Knee Arthroscopy

Knee Arthroscopy: Take Back Your Mobility

Knee pain is a very common complaint when it comes to pain in the body. It can impact a very wide range when it comes to age and be the result of injury, disease or just natural wear and tear that accompanies the aging process. It can be acute, chronic and vary from slightly unmanageable to completely immobilizing. But regardless of the cause, age or level of intensity, it is always has the potential to significantly impact your quality of life.

We need our knees for just about everything. When they are even remotely compromised, our ability to engage in any sort of weight-bearing activity is challenged – this includes walking, standing and even sitting.

So, what can we do?

A knee arthroscopy is a surgical technique whereby a tiny camera – called an arthroscope – is inserted into your knee via a small incision. This will enable your physician to investigate the problem and effectively treat the cause of your knee pain, versus just managing the symptom.

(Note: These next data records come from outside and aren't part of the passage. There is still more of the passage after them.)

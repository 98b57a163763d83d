//! In-memory doubles shared by unit tests across modules.

use anyhow::Result;
use async_trait::async_trait;
use std::collections::{HashMap, VecDeque};
use std::sync::atomic::{AtomicU32, Ordering};
use std::sync::Mutex;

use crate::agents::AgentSpawner;
use crate::errors::QuestError;
use crate::model::quest::{self, PhaseType, Quest};
use crate::model::{
    AgentKind, AgentReport, ReconciliationPlan, ReportStatus, SpawnContext, Task, TaskStatus,
};
use crate::orchestrator::UserInput;
use crate::quests::{Freshness, QuestManager};
use crate::ward::{WardGate, WardValidationResult};

/// Quest manager over a plain map. Report numbers come from a counter so
/// completion stamps stay distinct without any report files on disk.
#[derive(Default)]
pub struct MemoryQuestManager {
    quests: Mutex<HashMap<String, Quest>>,
    report_counter: AtomicU32,
    pub changed: Mutex<Vec<String>>,
    pub stale_reason: Mutex<Option<String>>,
    pub completed: Mutex<Vec<String>>,
    pub abandoned: Mutex<Vec<(String, String)>>,
    pub retros: Mutex<Vec<(String, String)>>,
}

impl MemoryQuestManager {
    pub fn insert(&self, quest: Quest) {
        self.quests
            .lock()
            .unwrap()
            .insert(quest.folder.clone(), quest);
    }

    pub fn set_changed_files(&self, files: Vec<String>) {
        *self.changed.lock().unwrap() = files;
    }

    pub fn set_stale(&self, reason: &str) {
        *self.stale_reason.lock().unwrap() = Some(reason.to_string());
    }
}

impl QuestManager for MemoryQuestManager {
    fn latest(&self, folder: &str) -> Result<Quest> {
        self.quests
            .lock()
            .unwrap()
            .get(folder)
            .cloned()
            .ok_or_else(|| {
                QuestError::QuestNotFound {
                    folder: folder.to_string(),
                }
                .into()
            })
    }

    fn save_quest(&self, quest: &Quest) -> Result<()> {
        self.insert(quest.clone());
        Ok(())
    }

    fn is_quest_complete(&self, quest: &Quest) -> bool {
        quest::is_quest_complete(quest)
    }

    fn current_phase(&self, quest: &Quest) -> Option<PhaseType> {
        quest::current_phase(quest)
    }

    fn add_tasks(&self, folder: &str, tasks: Vec<Task>) -> Result<Vec<Task>> {
        let mut quest = self.latest(folder)?;
        for task in tasks {
            if quest.task(&task.id).is_none() {
                quest.tasks.push(task);
            }
        }
        self.save_quest(&quest)?;
        Ok(quest.tasks)
    }

    fn apply_reconciliation(&self, folder: &str, plan: &ReconciliationPlan) -> Result<()> {
        let mut quest = self.latest(folder)?;
        for task in &plan.new_tasks {
            if quest.task(&task.id).is_none() {
                quest.tasks.push(task.clone());
            }
        }
        for update in &plan.task_updates {
            if let Some(task) = quest.task_mut(&update.task_id) {
                task.dependencies = update.new_dependencies.clone();
            }
        }
        for obsolete in &plan.obsolete_tasks {
            if let Some(task) = quest.task_mut(&obsolete.task_id) {
                if task.status == TaskStatus::Pending {
                    task.status = TaskStatus::Skipped;
                }
            }
        }
        quest.sync_observable_actions();
        self.save_quest(&quest)
    }

    fn next_report_number(&self, _folder: &str) -> Result<u32> {
        Ok(self.report_counter.fetch_add(1, Ordering::SeqCst) + 1)
    }

    fn changed_files(&self, _folder: &str) -> Result<Vec<String>> {
        Ok(self.changed.lock().unwrap().clone())
    }

    fn validate_freshness(&self, _quest: &Quest) -> Freshness {
        match self.stale_reason.lock().unwrap().clone() {
            Some(reason) => Freshness::stale(reason),
            None => Freshness::fresh(),
        }
    }

    fn abandon_quest(&self, folder: &str, reason: &str) -> Result<()> {
        let mut quest = self.latest(folder)?;
        quest.status = crate::model::QuestStatus::Abandoned;
        quest.abandon_reason = Some(reason.to_string());
        self.save_quest(&quest)?;
        self.abandoned
            .lock()
            .unwrap()
            .push((folder.to_string(), reason.to_string()));
        Ok(())
    }

    fn complete_quest(&self, folder: &str) -> Result<()> {
        self.completed.lock().unwrap().push(folder.to_string());
        Ok(())
    }

    fn generate_retrospective(&self, folder: &str) -> Result<String> {
        let quest = self.latest(folder)?;
        Ok(format!("# Retrospective: {}\n", quest.title))
    }

    fn save_retrospective(&self, folder: &str, doc: &str) -> Result<()> {
        self.retros
            .lock()
            .unwrap()
            .push((folder.to_string(), doc.to_string()));
        Ok(())
    }
}

/// Spawner that replays a queue of canned reports and records every call.
#[derive(Default)]
pub struct ScriptedSpawner {
    queue: Mutex<VecDeque<AgentReport>>,
    calls: Mutex<Vec<(AgentKind, SpawnContext)>>,
}

impl ScriptedSpawner {
    pub fn new(reports: Vec<AgentReport>) -> Self {
        Self {
            queue: Mutex::new(reports.into()),
            calls: Mutex::new(Vec::new()),
        }
    }

    /// A queue of n plain complete spiritmender reports.
    pub fn spiritmender_reports(n: usize) -> Self {
        Self::new(
            (0..n)
                .map(|_| complete_report(AgentKind::Spiritmender, serde_json::json!({})))
                .collect(),
        )
    }

    pub fn call_count(&self) -> usize {
        self.calls.lock().unwrap().len()
    }

    pub fn calls(&self) -> Vec<(AgentKind, SpawnContext)> {
        self.calls.lock().unwrap().clone()
    }
}

#[async_trait]
impl AgentSpawner for ScriptedSpawner {
    async fn spawn_and_wait(&self, agent: AgentKind, ctx: SpawnContext) -> Result<AgentReport> {
        self.calls.lock().unwrap().push((agent, ctx));
        let scripted = self.queue.lock().unwrap().pop_front();
        // Running off the end of the script yields a bare complete report
        Ok(scripted.unwrap_or_else(|| complete_report(agent, serde_json::json!({}))))
    }
}

pub fn complete_report(agent: AgentKind, payload: serde_json::Value) -> AgentReport {
    AgentReport {
        agent,
        status: ReportStatus::Complete,
        report: payload,
        task_id: None,
        escape: None,
    }
}

/// Gate that replays a queue of results; an exhausted queue passes.
#[derive(Default)]
pub struct ScriptedGate {
    results: Mutex<VecDeque<WardValidationResult>>,
}

impl ScriptedGate {
    pub fn new(results: Vec<WardValidationResult>) -> Self {
        Self {
            results: Mutex::new(results.into()),
        }
    }
}

#[async_trait]
impl WardGate for ScriptedGate {
    async fn check(&self) -> Result<WardValidationResult> {
        Ok(self
            .results
            .lock()
            .unwrap()
            .pop_front()
            .unwrap_or_else(WardValidationResult::pass))
    }
}

/// Operator prompt double; an exhausted script answers "y".
#[derive(Default)]
pub struct ScriptedInput {
    answers: Mutex<VecDeque<String>>,
    pub prompts: Mutex<Vec<String>>,
}

impl ScriptedInput {
    pub fn new(answers: Vec<&str>) -> Self {
        Self {
            answers: Mutex::new(answers.into_iter().map(String::from).collect()),
            prompts: Mutex::new(Vec::new()),
        }
    }
}

impl UserInput for ScriptedInput {
    fn confirm(&self, prompt: &str) -> Result<bool> {
        self.prompts.lock().unwrap().push(prompt.to_string());
        let answer = self
            .answers
            .lock()
            .unwrap()
            .pop_front()
            .unwrap_or_else(|| "y".to_string());
        Ok(matches!(answer.as_str(), "y" | "yes"))
    }
}
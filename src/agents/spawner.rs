//! Subprocess-backed agent spawner.
//!
//! Spawns the configured agent command with the role as an argument, feeds
//! the JSON spawn context on stdin, and reads the agent's structured report
//! from stdout. Agents may chat freely on stdout; the report is the last
//! line that parses as a report object. The parsed report is archived into
//! the quest folder as `NNN-<agent>-report.json`.

use anyhow::{Context, Result};
use async_trait::async_trait;
use std::path::PathBuf;
use std::process::Stdio;
use std::time::Instant;
use tokio::io::AsyncWriteExt;
use tokio::process::Command;
use tracing::{debug, info, warn};

use crate::agents::AgentSpawner;
use crate::config::Config;
use crate::errors::QuestError;
use crate::model::{AgentKind, AgentReport, SpawnContext};

pub struct ProcessSpawner {
    agent_cmd: String,
    agent_args: Vec<String>,
    working_dir: PathBuf,
    /// Directory holding active quest folders, for report archival
    active_dir: PathBuf,
}

impl ProcessSpawner {
    pub fn new(config: &Config) -> Self {
        Self {
            agent_cmd: config.agent_cmd.clone(),
            agent_args: config.agent_args.clone(),
            working_dir: config.project_dir.clone(),
            active_dir: config.quest_root.join("active"),
        }
    }

    fn archive_report(&self, ctx: &SpawnContext, agent: AgentKind, report: &AgentReport) {
        let dir = self.active_dir.join(&ctx.quest_folder);
        let path = dir.join(agent.report_filename(ctx.report_number));
        match serde_json::to_string_pretty(report) {
            Ok(content) => {
                if let Err(e) = std::fs::write(&path, content) {
                    warn!(path = %path.display(), "failed to archive agent report: {}", e);
                }
            }
            Err(e) => warn!("failed to serialize agent report for archival: {}", e),
        }
    }
}

#[async_trait]
impl AgentSpawner for ProcessSpawner {
    async fn spawn_and_wait(&self, agent: AgentKind, ctx: SpawnContext) -> Result<AgentReport> {
        let context_json =
            serde_json::to_string_pretty(&ctx).context("Failed to serialize spawn context")?;

        info!(agent = %agent, quest = %ctx.quest_folder, "spawning agent");
        let start = Instant::now();

        let mut cmd = Command::new(&self.agent_cmd);
        for arg in &self.agent_args {
            cmd.arg(arg);
        }
        cmd.arg("--agent").arg(agent.as_str());

        let mut child = cmd
            .stdin(Stdio::piped())
            .stdout(Stdio::piped())
            .stderr(Stdio::piped())
            .current_dir(&self.working_dir)
            .spawn()
            .map_err(QuestError::SpawnFailed)?;

        if let Some(mut stdin) = child.stdin.take() {
            stdin
                .write_all(context_json.as_bytes())
                .await
                .context("Failed to write spawn context to agent stdin")?;
            stdin.shutdown().await.context("Failed to close agent stdin")?;
        }

        let output = child
            .wait_with_output()
            .await
            .context("Failed to wait for agent process")?;

        let duration = start.elapsed();
        let exit_code = output.status.code().unwrap_or(-1);
        debug!(
            agent = %agent,
            exit_code,
            secs = duration.as_secs_f64(),
            "agent finished"
        );

        if !output.status.success() {
            let stderr = String::from_utf8_lossy(&output.stderr);
            anyhow::bail!(
                "Agent {} exited with code {}: {}",
                agent,
                exit_code,
                stderr.trim()
            );
        }

        let stdout = String::from_utf8_lossy(&output.stdout);
        let report = parse_report(agent, &stdout)?;
        self.archive_report(&ctx, agent, &report);
        Ok(report)
    }
}

/// Extract the structured report from agent stdout.
///
/// The report is the last stdout line that parses as an [`AgentReport`];
/// everything before it is free-form agent chatter. A whole-output parse is
/// tried first for agents that emit a single pretty-printed object.
pub fn parse_report(agent: AgentKind, stdout: &str) -> Result<AgentReport> {
    if let Ok(report) = serde_json::from_str::<AgentReport>(stdout.trim()) {
        return Ok(report);
    }

    for line in stdout.lines().rev() {
        let line = line.trim();
        if line.is_empty() {
            continue;
        }
        if let Ok(report) = serde_json::from_str::<AgentReport>(line) {
            return Ok(report);
        }
    }

    Err(QuestError::MalformedReport {
        agent: agent.to_string(),
        message: "no report object found in agent output".to_string(),
    }
    .into())
}
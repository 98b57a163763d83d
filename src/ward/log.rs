//! Persisted ward error log.
//!
//! Every failed validation appends an annotated entry to
//! `ward-errors-unresolved.txt` inside the quest folder; resolving a scope
//! removes only that scope's entries. The file is an audit trail for humans
//! and context for later spiritmender attempts.

use anyhow::{Context, Result};
use chrono::Utc;
use std::fs;
use std::path::PathBuf;

const ERROR_FILE: &str = "ward-errors-unresolved.txt";
const SEPARATOR_LEN: usize = 80;

pub struct WardLog {
    /// Directory holding active quest folders
    active_dir: PathBuf,
}

impl WardLog {
    pub fn new(active_dir: PathBuf) -> Self {
        Self { active_dir }
    }

    fn file_path(&self, folder: &str) -> PathBuf {
        self.active_dir.join(folder).join(ERROR_FILE)
    }

    /// Append an error entry tagged with timestamp, attempt number and scope.
    pub fn append(&self, folder: &str, scope: &str, attempt: u32, errors: &str) -> Result<()> {
        let entry = format!(
            "[{}] [attempt-{}] [task-{}] {}\n{}\n",
            Utc::now().to_rfc3339(),
            attempt,
            scope,
            errors,
            "=".repeat(SEPARATOR_LEN)
        );
        let path = self.file_path(folder);
        if let Some(parent) = path.parent() {
            fs::create_dir_all(parent)?;
        }
        let existing = fs::read_to_string(&path).unwrap_or_default();
        fs::write(&path, existing + &entry)
            .with_context(|| format!("Failed to save ward errors: {}", path.display()))?;
        Ok(())
    }

    /// Remove all entries tagged with the given scope, leaving other scopes'
    /// entries intact.
    pub fn clear_scope(&self, folder: &str, scope: &str) -> Result<()> {
        let path = self.file_path(folder);
        let Ok(content) = fs::read_to_string(&path) else {
            // No log file means nothing to clear
            return Ok(());
        };

        let tag = format!("[task-{}]", scope);
        let separator = "=".repeat(SEPARATOR_LEN);
        let mut kept = Vec::new();
        let mut skipping = false;

        for line in content.lines() {
            if !skipping && line.contains(&tag) {
                skipping = true;
                continue;
            }
            if skipping {
                if line.starts_with(&separator) {
                    skipping = false;
                }
                continue;
            }
            kept.push(line);
        }

        let mut rebuilt = kept.join("\n");
        if !rebuilt.is_empty() && !rebuilt.ends_with('\n') {
            rebuilt.push('\n');
        }
        fs::write(&path, rebuilt)
            .with_context(|| format!("Failed to rewrite ward error log: {}", path.display()))?;
        Ok(())
    }

    /// Full log contents, or empty if no errors were ever recorded.
    pub fn read(&self, folder: &str) -> String {
        fs::read_to_string(self.file_path(folder)).unwrap_or_default()
    }
}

There are limited risks with this procedure and the outlook for most patients is very good.

This procedure can be used to diagnose and treat the following knee injuries:

  •  Fracture of the knee bone
  •  Torn meniscus
  •  Swollen synovium (the lining in the joint)
  •  Torn anterior or posterior cruciate ligaments
  •  Removal of Baker’s Cyst
  •  Mispositioned patella
  •  Pieces of torn cartilage that are loose and breaking down the joint

To begin, your surgeon will pump a bit of saline into your knee via a few small incisions to expand your knee for better viewing purposes. The arthroscope is then strategically placed through one of the incisions so your doctor can examine your joint using the attached camera

Once the problem has been successfully diagnosed, small tools may then be inserted to correct the issue. The doctor will then drain the saline from your joint and close the small incisions with a few stitches.

Your prognosis and recovery time will then be assessed based on the severity of the knee problem and the complexity of the resulting procedure required to correct it.